[Collected data]
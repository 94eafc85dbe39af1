//! Q&A engine - runs the rule catalog and shapes the result

use crate::benchmark::BenchmarkCatalog;
use crate::model::QaContext;
use crate::Result;

use super::catalog::{default_rules, Rule, RuleContext};
use super::compress::compress;
use super::ranking::rank;
use super::types::{QaCategory, QaDraft, QaItem, QaSettings};

/// The Q&A generator: a benchmark catalog plus an ordered set of rules
#[derive(Debug, Clone)]
pub struct QaEngine {
    benchmarks: BenchmarkCatalog,
    rules: Vec<Rule>,
}

impl QaEngine {
    /// Create an engine with the embedded benchmarks and built-in rules
    pub fn new() -> Result<Self> {
        Ok(Self::with_benchmarks(BenchmarkCatalog::builtin()?))
    }

    /// Create an engine over a specific benchmark catalog
    pub fn with_benchmarks(benchmarks: BenchmarkCatalog) -> Self {
        Self {
            benchmarks,
            rules: default_rules(),
        }
    }

    /// Register an additional rule.
    ///
    /// Rules are generated in category order, so a registered rule lands
    /// after the built-in rules of its own category.
    pub fn register(&mut self, rule: Rule) {
        self.rules.push(rule);
    }

    pub fn rules(&self) -> &[Rule] {
        &self.rules
    }

    pub fn benchmarks(&self) -> &BenchmarkCatalog {
        &self.benchmarks
    }

    /// Generate, rank and compress Q&A items for one model.
    ///
    /// Never fails: a rule that errors is logged and treated as having
    /// produced nothing. Returns at most `settings.count` items.
    pub fn generate(&self, context: &QaContext, settings: &QaSettings) -> Vec<QaItem> {
        if settings.count <= 0 {
            return Vec::new();
        }

        let benchmark = self.benchmarks.resolve(context.industry.as_deref());
        let ctx = RuleContext::new(context, benchmark, settings);

        let mut drafts: Vec<(QaCategory, i32, QaDraft)> = Vec::new();
        for rule in &self.rules {
            match rule.evaluate(&ctx) {
                Ok(Some(draft)) => drafts.push((rule.category, rule.priority, draft)),
                Ok(None) => {
                    tracing::debug!(rule = rule.name, "Rule preconditions not met");
                }
                Err(e) => {
                    tracing::warn!(rule = rule.name, error = %e, "Rule failed, skipping");
                }
            }
        }

        // Stable: rule order is kept within a category
        drafts.sort_by_key(|(category, _, _)| *category);

        let mut items: Vec<QaItem> = drafts
            .into_iter()
            .enumerate()
            .map(|(i, (category, priority, draft))| QaItem {
                id: format!("qa_{}", i + 1),
                category,
                question: draft.question,
                answer: draft.answer,
                priority,
                tags: draft.tags,
            })
            .collect();

        rank(&mut items, settings.target);

        // Compression is per item, so truncating first gives the same result
        let limit = usize::try_from(settings.count).unwrap_or(usize::MAX);
        items.truncate(limit);
        for item in &mut items {
            item.answer = compress(&item.answer, settings.answer_length);
        }

        tracing::debug!(
            industry = %benchmark.name,
            target = settings.target.as_str(),
            count = items.len(),
            "Generated Q&A"
        );

        items
    }
}

/// Generate Q&A with the built-in benchmarks and rules
pub fn generate_qa(context: &QaContext, settings: &QaSettings) -> Result<Vec<QaItem>> {
    Ok(QaEngine::new()?.generate(context, settings))
}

Work required
Copy all lines of the records that have the string "tracing" in them.

Result below
                    tracing::debug!(rule = rule.name, "Rule preconditions not met");
                    tracing::warn!(rule = rule.name, error = %e, "Rule failed, skipping");
        tracing::debug!(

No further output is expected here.